Department of Transportation (DOT) Inspector General Eric J. Soskin has testified before the House Committee on Transportation and Infrastructure at a hearing focusing on the Federal Government’s response to the COVID-19 pandemic.
COVID-19 has impacted the U.S. transportation industry in myriad ways, and DOT agencies have moved quickly to release the over $106 billion that Congress provided to help workers, families, and businesses deal with the pandemic. Both in 2020 and 2021, the United States has often led the way in supporting its transportation infrastructure during unprecedented challenges. However, Soskin said that the volume of funds and the speed with which they have been made available have presented serious oversight challenges.

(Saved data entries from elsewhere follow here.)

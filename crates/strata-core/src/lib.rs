//! # strata-core
//!
//! Core raster types for the strata layered-document engine.
//!
//! - [`Rect`] - Regions in document space (unit of invalidation and work)
//! - [`FormatDescriptor`], [`Precision`], [`ColorModel`] - Pixel layouts
//! - [`PixelBuffer`], [`BufferView`], [`BufferViewMut`] - Pixel storage
//! - [`Error`] - Buffer and region errors
//!
//! ## Crate Structure
//!
//! ```text
//! strata-core (this crate)
//!    ^
//!    +-- strata-ops (format algebra, area kernels)
//!    +-- strata-doc (document, projection, merge)
//!    +-- strata-cli
//! ```

#![warn(rustdoc::missing_crate_level_docs)]

pub mod buffer;
pub mod error;
pub mod format;
pub mod rect;

pub use buffer::{BufferView, BufferViewMut, PixelBuffer};
pub use error::{Error, Result};
pub use format::{ColorModel, FormatDescriptor, Precision};
pub use rect::Rect;

/// Prelude for convenient imports.
///
/// ```
/// use strata_core::prelude::*;
/// let _ = FormatDescriptor::rgb(Precision::U8);
/// ```
pub mod prelude {
    pub use crate::buffer::{BufferView, BufferViewMut, PixelBuffer};
    pub use crate::error::{Error, Result};
    pub use crate::format::{ColorModel, FormatDescriptor, Precision};
    pub use crate::rect::Rect;
}
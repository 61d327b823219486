pub mod answer;
pub mod backend;
pub mod catalog;
pub mod config;
pub mod error;
pub mod gemini;
pub mod model;
pub mod notice;
pub mod retry;
pub mod sanitize;
pub mod session;
pub use answer::RemoteAnswerService;
pub use catalog::ServerFileCatalog;
pub use retry::RetryPolicy;
pub use session::DocumentSession;

use std::sync::Arc;

use backend::{DocumentBackend, HttpBackend};
use config::{AppConfig, CredentialSource};
use gemini::{GeminiClient, GenerativeProvider};

/// Wire the production stack from one config: HTTP backend, generative
/// provider, answer service, session, and catalog.
pub fn create_chat_stack(
    config: &AppConfig,
    credentials: Arc<dyn CredentialSource>,
) -> (DocumentSession, ServerFileCatalog) {
    let backend: Arc<dyn DocumentBackend> =
        Arc::new(HttpBackend::new(config.backend_base_url.clone()));
    let provider: Arc<dyn GenerativeProvider> =
        Arc::new(GeminiClient::new(credentials, config.gemini_model.clone()));
    let service = Arc::new(RemoteAnswerService::new(
        backend.clone(),
        provider,
        config.answer_route,
    ));
    let session = DocumentSession::new(service, backend.clone(), config);
    let catalog = ServerFileCatalog::new(backend, config.notice_ttl);
    (session, catalog)
}
impl DocumentSession {
    pub fn new(
        service: Arc<RemoteAnswerService>,
        backend: Arc<dyn DocumentBackend>,
        config: &AppConfig,
    ) -> Self {
        let (events, _) = broadcast::channel(EVENT_CAPACITY);
        Self {
            documents: Vec::new(),
            selected: Vec::new(),
            active: None,
            transcript: Vec::new(),
            suggested_questions: Vec::new(),
            awaiting_answer: false,
            awaiting_suggestions: false,
            upload_in_progress: false,
            notices: NoticeBoard::new(config.notice_ttl),
            upload_timeout: config.upload_timeout,
            service,
            backend,
            events,
        }
    }

    pub fn subscribe(&self) -> broadcast::Receiver<SessionEvent> {
        self.events.subscribe()
    }

    fn emit(&self, event: SessionEvent) {
        // No receivers is fine; events are best-effort notifications.
        let _ = self.events.send(event);
    }

    // === Accessors ===

    pub fn documents(&self) -> &[Document] {
        &self.documents
    }

    pub fn transcript(&self) -> &[ChatMessage] {
        &self.transcript
    }

    pub fn suggestions(&self) -> &[String] {
        &self.suggested_questions
    }

    pub fn selected_names(&self) -> &[String] {
        &self.selected
    }

    pub fn active_document(&self) -> Option<&Document> {
        let name = self.active.as_deref()?;
        self.documents.iter().find(|d| d.name == name)
    }

    pub fn contains(&self, name: &str) -> bool {
        self.documents.iter().any(|d| d.name == name)
    }

    pub fn is_awaiting_answer(&self) -> bool {
        self.awaiting_answer
    }

    pub fn is_awaiting_suggestions(&self) -> bool {
        self.awaiting_suggestions
    }

    pub fn is_upload_in_progress(&self) -> bool {
        self.upload_in_progress
    }

    /// The live banner, if one is unexpired.
    pub fn notice(&mut self) -> Option<&Notice> {
        self.notices.active()
    }

    fn readiness_message(name: &str) -> ChatMessage {
        ChatMessage::assistant(format!(
            "File \"<b>{}</b>\" is ready. What would you like to know?",
            escape_html(name)
        ))
    }

    // === Document lifecycle ===

    /// Add a locally supplied document. A duplicate name is rejected and
    /// the session is left untouched. On success the document becomes
    /// active and the transcript restarts with the readiness message.
    pub fn insert_document(&mut self, document: Document) -> bool {
        if self.contains(&document.name) {
            warn!(name = %document.name, "duplicate upload rejected");
            self.notices.raise(Notice::error(format!(
                "A document named \"{}\" is already uploaded.",
                document.name
            )));
            self.emit(SessionEvent::NoticeRaised);
            return false;
        }

        info!(name = %document.name, size = document.size, "document added");
        let name = document.name.clone();
        self.documents.push(document);
        self.active = Some(name.clone());
        self.transcript.clear();
        self.transcript.push(Self::readiness_message(&name));
        self.suggested_questions.clear();
        self.emit(SessionEvent::DocumentsChanged);
        self.emit(SessionEvent::TranscriptChanged);
        self.emit(SessionEvent::SuggestionsChanged);
        true
    }

    /// Adopt a catalog import: appended without touching the transcript.
    /// The catalog decides which import becomes active.
    pub(crate) fn adopt_remote(&mut self, document: Document) -> bool {
        if self.contains(&document.name) {
            return false;
        }
        debug!(name = %document.name, "remote-backed document adopted");
        self.documents.push(document);
        self.emit(SessionEvent::DocumentsChanged);
        true
    }

    /// Make an uploaded document active. No-op for unknown names, which
    /// keeps the active-is-a-member invariant. Suggestions belong to the
    /// previously active document, so they are dropped.
    pub fn set_active(&mut self, name: &str) {
        if self.contains(name) {
            self.active = Some(name.to_string());
            self.suggested_questions.clear();
            self.emit(SessionEvent::SuggestionsChanged);
        }
    }

    /// Batch upload with a hard wall-clock budget. A second call while one
    /// is in flight is a no-op, and a batch containing any already-known
    /// name is rejected whole before any network traffic.
    pub async fn upload_batch(&mut self, files: Vec<UploadPart>) {
        if self.upload_in_progress {
            debug!("upload already in progress, ignoring");
            return;
        }
        if files.is_empty() {
            return;
        }

        for (i, file) in files.iter().enumerate() {
            let dup_in_batch = files[..i].iter().any(|f| f.name == file.name);
            if dup_in_batch || self.contains(&file.name) {
                warn!(name = %file.name, "batch rejected: duplicate name");
                self.notices.raise(Notice::error(format!(
                    "Upload cancelled: \"{}\" is already uploaded.",
                    file.name
                )));
                self.emit(SessionEvent::NoticeRaised);
                return;
            }
        }

        self.upload_in_progress = true;
        let retained = files.clone();
        let outcome =
            tokio::time::timeout(self.upload_timeout, self.backend.upload_files(files)).await;

        match outcome {
            Ok(Ok(receipt)) => {
                info!(accepted = receipt.accepted, "upload complete");
                let mut last_name = String::new();
                for part in retained {
                    last_name = part.name.clone();
                    self.documents.push(Document::inline(part.name, part.bytes));
                }
                self.active = Some(last_name.clone());
                self.transcript.clear();
                self.transcript.push(Self::readiness_message(&last_name));
                self.suggested_questions.clear();
                self.emit(SessionEvent::DocumentsChanged);
                self.emit(SessionEvent::TranscriptChanged);
                self.emit(SessionEvent::SuggestionsChanged);
            }
            Ok(Err(err)) => {
                warn!(error = %err, "upload failed");
                self.notices.raise(Notice::error(err.to_string()));
                self.emit(SessionEvent::NoticeRaised);
            }
            Err(_) => {
                warn!(timeout_secs = self.upload_timeout.as_secs(), "upload timed out");
                self.notices.raise(Notice::error(format!(
                    "Upload timed out after {} seconds. Please try again.",
                    self.upload_timeout.as_secs()
                )));
                self.emit(SessionEvent::NoticeRaised);
            }
        }
        self.upload_in_progress = false;
    }

    // === Selection ===

    /// Toggle a document in or out of the selected set. Unknown names are
    /// ignored, which keeps selected ⊆ uploaded.
    pub fn toggle_selection(&mut self, name: &str) {
        if !self.contains(name) {
            return;
        }
        if let Some(pos) = self.selected.iter().position(|n| n == name) {
            self.selected.remove(pos);
        } else {
            self.selected.push(name.to_string());
        }
    }

    pub fn is_selected(&self, name: &str) -> bool {
        self.selected.iter().any(|n| n == name)
    }

    /// Commit the current selection: one document becomes active with a
    /// fresh transcript; several clear the active document and seed the
    /// transcript with a count summary; none is a no-op.
    pub fn apply_selection(&mut self) {
        match self.selected.len() {
            0 => return,
            1 => {
                self.active = Some(self.selected[0].clone());
                self.transcript.clear();
            }
            n => {
                self.active = None;
                self.transcript.clear();
                self.transcript.push(ChatMessage::assistant(format!(
                    "You selected {} documents.",
                    n
                )));
            }
        }
        self.suggested_questions.clear();
        self.emit(SessionEvent::TranscriptChanged);
        self.emit(SessionEvent::SuggestionsChanged);
    }

    // === Chat ===

    /// One question round trip. Empty input and overlapping asks are
    /// no-ops; otherwise exactly one user message and exactly one
    /// assistant message are appended, whatever the service outcome.
    pub async fn ask(&mut self, query: &str) {
        let query = query.trim();
        if query.is_empty() || self.awaiting_answer {
            debug!("ask ignored: empty query or already awaiting an answer");
            return;
        }

        self.suggested_questions.clear();
        self.emit(SessionEvent::SuggestionsChanged);
        self.transcript.push(ChatMessage::user(escape_html(query)));
        self.emit(SessionEvent::TranscriptChanged);

        let scope: Vec<String> = if self.selected.is_empty() {
            self.active.iter().cloned().collect()
        } else {
            self.selected.clone()
        };

        self.awaiting_answer = true;
        let answer = self.service.ask_question(query, &scope).await;
        self.transcript.push(ChatMessage::assistant(answer));
        self.awaiting_answer = false;
        self.emit(SessionEvent::TranscriptChanged);
    }

    /// Fill the suggested-questions strip for the active document. Always
    /// resolves to a list (the service substitutes defaults on failure).
    pub async fn generate_suggestions(&mut self) {
        let Some(name) = self.active.clone() else {
            return;
        };
        if self.awaiting_suggestions {
            return;
        }

        self.awaiting_suggestions = true;
        self.suggested_questions.clear();
        self.emit(SessionEvent::SuggestionsChanged);

        let questions = self.service.suggest_questions(&name).await;
        self.suggested_questions = questions;
        self.awaiting_suggestions = false;
        self.emit(SessionEvent::SuggestionsChanged);
    }

    /// Reset everything, including pending flags and the banner.
    /// Idempotent.
    pub fn clear(&mut self) {
        self.documents.clear();
        self.selected.clear();
        self.active = None;
        self.transcript.clear();
        self.suggested_questions.clear();
        self.awaiting_answer = false;
        self.awaiting_suggestions = false;
        self.upload_in_progress = false;
        self.notices.dismiss();
        self.emit(SessionEvent::SessionCleared);
    }
}
// src/gemini.rs
// Generative API client - pluggable provider behind a trait.

use std::sync::Arc;

use async_trait::async_trait;
use serde::{Deserialize, Serialize};
use serde_json::{json, Value};
use tracing::{debug, info};

use crate::config::CredentialSource;
use crate::error::ServiceError;

/// One free-text generation: a system instruction plus a user part.
/// `json_array_output` constrains the response to a JSON array of strings
/// (the suggested-questions call shape).
#[derive(Debug, Clone)]
pub struct GenerationRequest {
    pub system: String,
    pub user: String,
    pub json_array_output: bool,
}

/// Generative provider trait - implement this to swap the remote model.
#[async_trait]
pub trait GenerativeProvider: Send + Sync {
    async fn generate(&self, request: GenerationRequest) -> Result<String, ServiceError>;
    fn model_name(&self) -> &str;
}

#[derive(Serialize)]
#[serde(rename_all = "camelCase")]
struct GeminiRequest {
    contents: Vec<Content>,
    system_instruction: Content,
    #[serde(skip_serializing_if = "Option::is_none")]
    generation_config: Option<Value>,
}

#[derive(Serialize)]
struct Content {
    parts: Vec<Part>,
}

#[derive(Serialize)]
struct Part {
    text: String,
}

#[derive(Deserialize)]
struct GeminiResponse {
    #[serde(default)]
    candidates: Vec<Candidate>,
}

#[derive(Deserialize)]
struct Candidate {
    content: Option<CandidateContent>,
}

#[derive(Deserialize)]
struct CandidateContent {
    #[serde(default)]
    parts: Vec<CandidatePart>,
}

#[derive(Deserialize)]
struct CandidatePart {
    text: Option<String>,
}

impl GeminiResponse {
    /// The one text field everything hangs off:
    /// `candidates[0].content.parts[0].text`.
    fn first_text(self) -> Option<String> {
        self.candidates
            .into_iter()
            .next()?
            .content?
            .parts
            .into_iter()
            .next()?
            .text
    }
}

pub struct GeminiClient {
    credentials: Arc<dyn CredentialSource>,
    model: String,
    client: reqwest::Client,
}

impl GeminiClient {
    pub fn new(credentials: Arc<dyn CredentialSource>, model: impl Into<String>) -> Self {
        Self {
            credentials,
            model: model.into(),
            client: reqwest::Client::new(),
        }
    }
}

#[async_trait]
impl GenerativeProvider for GeminiClient {
    async fn generate(&self, request: GenerationRequest) -> Result<String, ServiceError> {
        debug!(
            model = %self.model,
            user_len = request.user.len(),
            constrained = request.json_array_output,
            "Generating"
        );

        let generation_config = request.json_array_output.then(|| {
            json!({
                "responseMimeType": "application/json",
                "responseSchema": { "type": "ARRAY", "items": { "type": "STRING" } }
            })
        });
        let payload = GeminiRequest {
            contents: vec![Content {
                parts: vec![Part { text: request.user }],
            }],
            system_instruction: Content {
                parts: vec![Part {
                    text: request.system,
                }],
            },
            generation_config,
        };

        let url = self.credentials.endpoint(&self.model);
        let response = self.client.post(&url).json(&payload).send().await?;
        let status = response.status();
        if !status.is_success() {
            return Err(ServiceError::from_status(status.as_u16()));
        }

        let parsed: GeminiResponse = response
            .json()
            .await
            .map_err(|e| ServiceError::Malformed(e.to_string()))?;
        let text = parsed
            .first_text()
            .ok_or_else(|| ServiceError::Malformed("no content in API response".to_string()))?;

        info!(model = %self.model, response_len = text.len(), "Generation complete");
        Ok(text)
    }

    fn model_name(&self) -> &str {
        &self.model
    }
}

#[cfg(test)]
mod tests {
    use super::*;
    use crate::config::StaticCredentialSource;

    #[test]
    fn test_client_creation() {
        let creds = Arc::new(StaticCredentialSource {
            key: "k".to_string(),
            base_url: "https://example.test".to_string(),
        });
        let client = GeminiClient::new(creds, "gemini-2.5-flash-preview-05-20");
        assert_eq!(client.model_name(), "gemini-2.5-flash-preview-05-20");
    }

    #[test]
    fn test_response_text_extraction() {
        let raw = serde_json::json!({
            "candidates": [
                { "content": { "parts": [ { "text": "Three questions" } ] } }
            ]
        });
        let parsed: GeminiResponse = serde_json::from_value(raw).unwrap();
        assert_eq!(parsed.first_text().as_deref(), Some("Three questions"));
    }

    #[test]
    fn test_response_missing_text_is_none() {
        let empty: GeminiResponse = serde_json::from_value(serde_json::json!({})).unwrap();
        assert!(empty.first_text().is_none());

        let no_parts: GeminiResponse = serde_json::from_value(serde_json::json!({
            "candidates": [ { "content": { "parts": [] } } ]
        }))
        .unwrap();
        assert!(no_parts.first_text().is_none());
    }

    #[test]
    fn test_request_serialization_shape() {
        let payload = GeminiRequest {
            contents: vec![Content {
                parts: vec![Part {
                    text: "question".to_string(),
                }],
            }],
            system_instruction: Content {
                parts: vec![Part {
                    text: "system".to_string(),
                }],
            },
            generation_config: None,
        };
        let value = serde_json::to_value(&payload).unwrap();
        assert_eq!(value["contents"][0]["parts"][0]["text"], "question");
        assert_eq!(value["systemInstruction"]["parts"][0]["text"], "system");
        assert!(value.get("generationConfig").is_none());
    }
}
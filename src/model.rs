// src/model.rs
// Data model shared by the session and the catalog.

use chrono::{DateTime, Utc};
use serde::{Deserialize, Serialize};

/// Who authored a chat message.
#[derive(Debug, Clone, Copy, PartialEq, Eq, Serialize, Deserialize)]
#[serde(rename_all = "lowercase")]
pub enum Sender {
    User,
    Assistant,
}

/// One entry in the transcript. `text` is HTML-safe: user-supplied text is
/// escaped before it is stored.
#[derive(Debug, Clone, PartialEq, Eq, Serialize, Deserialize)]
pub struct ChatMessage {
    pub sender: Sender,
    pub text: String,
}

impl ChatMessage {
    pub fn user(text: impl Into<String>) -> Self {
        Self {
            sender: Sender::User,
            text: text.into(),
        }
    }

    pub fn assistant(text: impl Into<String>) -> Self {
        Self {
            sender: Sender::Assistant,
            text: text.into(),
        }
    }
}

/// Payload of a document held by a session. Imported catalog files are
/// remote-backed references: the bytes stay server-side and are never
/// fabricated locally.
#[derive(Debug, Clone, PartialEq, Eq, Serialize, Deserialize)]
pub enum DocumentContent {
    Inline(Vec<u8>),
    RemoteBacked,
}

impl DocumentContent {
    pub fn len(&self) -> usize {
        match self {
            DocumentContent::Inline(bytes) => bytes.len(),
            DocumentContent::RemoteBacked => 0,
        }
    }

    pub fn is_empty(&self) -> bool {
        self.len() == 0
    }
}

/// A document known to a session, unique by name. The payload is opaque:
/// only the name ever reaches the remote services.
#[derive(Debug, Clone, PartialEq, Eq, Serialize, Deserialize)]
pub struct Document {
    pub name: String,
    pub size: usize,
    pub uploaded_at: DateTime<Utc>,
    pub content: DocumentContent,
}

impl Document {
    pub fn inline(name: impl Into<String>, bytes: Vec<u8>) -> Self {
        Self {
            name: name.into(),
            size: bytes.len(),
            uploaded_at: Utc::now(),
            content: DocumentContent::Inline(bytes),
        }
    }

    /// A reference to a file that lives server-side; no local payload.
    pub fn remote_backed(name: impl Into<String>) -> Self {
        Self {
            name: name.into(),
            size: 0,
            uploaded_at: Utc::now(),
            content: DocumentContent::RemoteBacked,
        }
    }
}

/// One row of the server-side file listing. `size` and `created` arrive
/// already formatted for display.
#[derive(Debug, Clone, PartialEq, Eq, Serialize, Deserialize)]
pub struct ServerFileEntry {
    pub name: String,
    #[serde(default)]
    pub size: String,
    #[serde(default)]
    pub created: String,
}

impl ServerFileEntry {
    pub fn named(name: impl Into<String>) -> Self {
        Self {
            name: name.into(),
            size: String::new(),
            created: String::new(),
        }
    }
}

His testimony focused on the five risk areas that the Office of Inspector General (OIG) has identified to help DOT promote effective stewardship of this large investment: airport grants management; surface transportation oversight; contract and grant execution; financial management systems; and prevention of fraud, waste, and abuse.
The Federal Aviation Administration (FAA) received over $20 billion to support airports’ continuing operations and replace lost revenue resulting from the sharp decline in passenger traffic and other airport business due to the pandemic. To mitigate the challenges associated with this huge influx of funds, OIG found that the FAA must establish controls to ensure grantees adhere to federal requirements and increase its own reporting transparency. Soskin said the FAA is taking positive steps toward establishing a risk-based oversight approach and has categorized all COVID-related relief grants as “high risk,” thus strengthening its ability to manage these grant funds.
DOT’s surface transportation agencies received about $83 billion in COVID-19 relief funding and also face challenges in overseeing these funds and carrying out normal operations under COVID-19 constraints. Soskin said DOT agencies have started to adjust their oversight approaches to ensure that recipients meet federal requirements and will need to continue to do so.
OIG found that DOT must increase emphasis on how it awards and administers contracts and grants, ensure that individuals making agency or recipient awards have appropriate authority and training, improve procedures to maintain its overall low improper payment rate, and maintain the availability and integrity of its multiple financial management systems. Soskin also underlined that the sheer volume of COVID-19 relief funds and the speed at which they must be disbursed puts them at a higher than usual risk for fraud, waste, and abuse.
“For this reason, we found that it will be critical for all DOT agencies to implement data-quality procedures for tracking and monitoring and to be aware of “red flag” indicators of fraud schemes,” said the Inspector General. “To assist DOT in achieving that end, we are conducting outreach and education efforts to enhance understanding about how to recognize, prevent, and report fraud to the appropriate authorities.”
Since March 2020, OIG’s Office of Investigations has already conducted over 1,200 hours of outreach focusing on education and deterrence related to the Department’s COVID-relief funds. In fact, this year it has almost doubled the hours it spent on COVID-relief outreach a year ago.